§ **TASK**: Which lines of the entries below contain the string "BenchmarkPlan"? Copy each one.

───── DATA PROVIDED ─────

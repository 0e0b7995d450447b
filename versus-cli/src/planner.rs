//! Benchmark Planner
//!
//! Narrows the configured plan down to the tasks selected on the command line.
//!
//! Filtering options:
//! - Regex pattern matching on task name
//! - Scale restriction
//!
//! Ordering: tasks keep their configured order; the core plan expands them
//! into cells deterministically.

use regex::Regex;
use versus_core::{BenchmarkPlan, Scale};

/// Filtered plan plus the task names that were filtered out
#[derive(Debug, Clone)]
pub struct ExecutionPlan {
    /// Plan containing only the selected tasks
    pub plan: BenchmarkPlan,
    /// Tasks removed by the filters, in configured order
    pub filtered_out: Vec<String>,
}

impl ExecutionPlan {
    /// Whether anything is left to run
    pub fn is_empty(&self) -> bool {
        self.plan.tasks.is_empty()
    }
}

/// Build the execution plan from a configured plan
///
/// A task survives when its name matches `filter` and at least one of its
/// scales is in `scales` (when given). Scales outside `scales` are dropped.
pub fn build_plan(
    plan: &BenchmarkPlan,
    filter: Option<&Regex>,
    scales: Option<&[Scale]>,
) -> ExecutionPlan {
    let mut selected = Vec::new();
    let mut filtered_out = Vec::new();

    for task in &plan.tasks {
        if let Some(re) = filter {
            if !re.is_match(&task.name) {
                filtered_out.push(task.name.clone());
                continue;
            }
        }

        let mut task = task.clone();
        if let Some(allowed) = scales {
            task.scales.retain(|s| allowed.contains(s));
        }
        if task.scales.is_empty() {
            filtered_out.push(task.name);
            continue;
        }
        selected.push(task);
    }

    ExecutionPlan {
        plan: BenchmarkPlan::new(plan.variants.clone(), selected, plan.repetitions),
        filtered_out,
    }
}

/// Render the plan as an indented tree, one line per cell
pub fn render_plan(plan: &ExecutionPlan) -> String {
    let mut out = String::new();
    out.push_str(&format!(
        "Versus Plan: {} vs {} ({} repetitions)\n",
        plan.plan.variants.a, plan.plan.variants.b, plan.plan.repetitions
    ));

    for task in &plan.plan.tasks {
        let params = if task.params.is_empty() {
            String::new()
        } else {
            let pairs: Vec<String> = task
                .params
                .iter()
                .map(|(k, v)| format!("{}={}", k, v))
                .collect();
            format!(" [{}]", pairs.join(", "))
        };
        out.push_str(&format!(
            "├── task: {} ({:?}){}\n",
            task.name, task.workload, params
        ));
        for cell in plan.plan.cells().iter().filter(|c| c.task == task.name) {
            out.push_str(&format!("│   ├── {}\n", cell));
        }
    }

    out.push_str(&format!(
        "{} cells, {} trials planned.\n",
        plan.plan.cells().len(),
        plan.plan.total_trials()
    ));
    if !plan.filtered_out.is_empty() {
        out.push_str(&format!("Filtered out: {}\n", plan.filtered_out.join(", ")));
    }
    out
}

─────

§ **SOLUTION TO THIS EXERCISE**:
use versus_core::{BenchmarkPlan, Scale};
    pub plan: BenchmarkPlan,
    plan: &BenchmarkPlan,
        plan: BenchmarkPlan::new(plan.variants.clone(), selected, plan.repetitions),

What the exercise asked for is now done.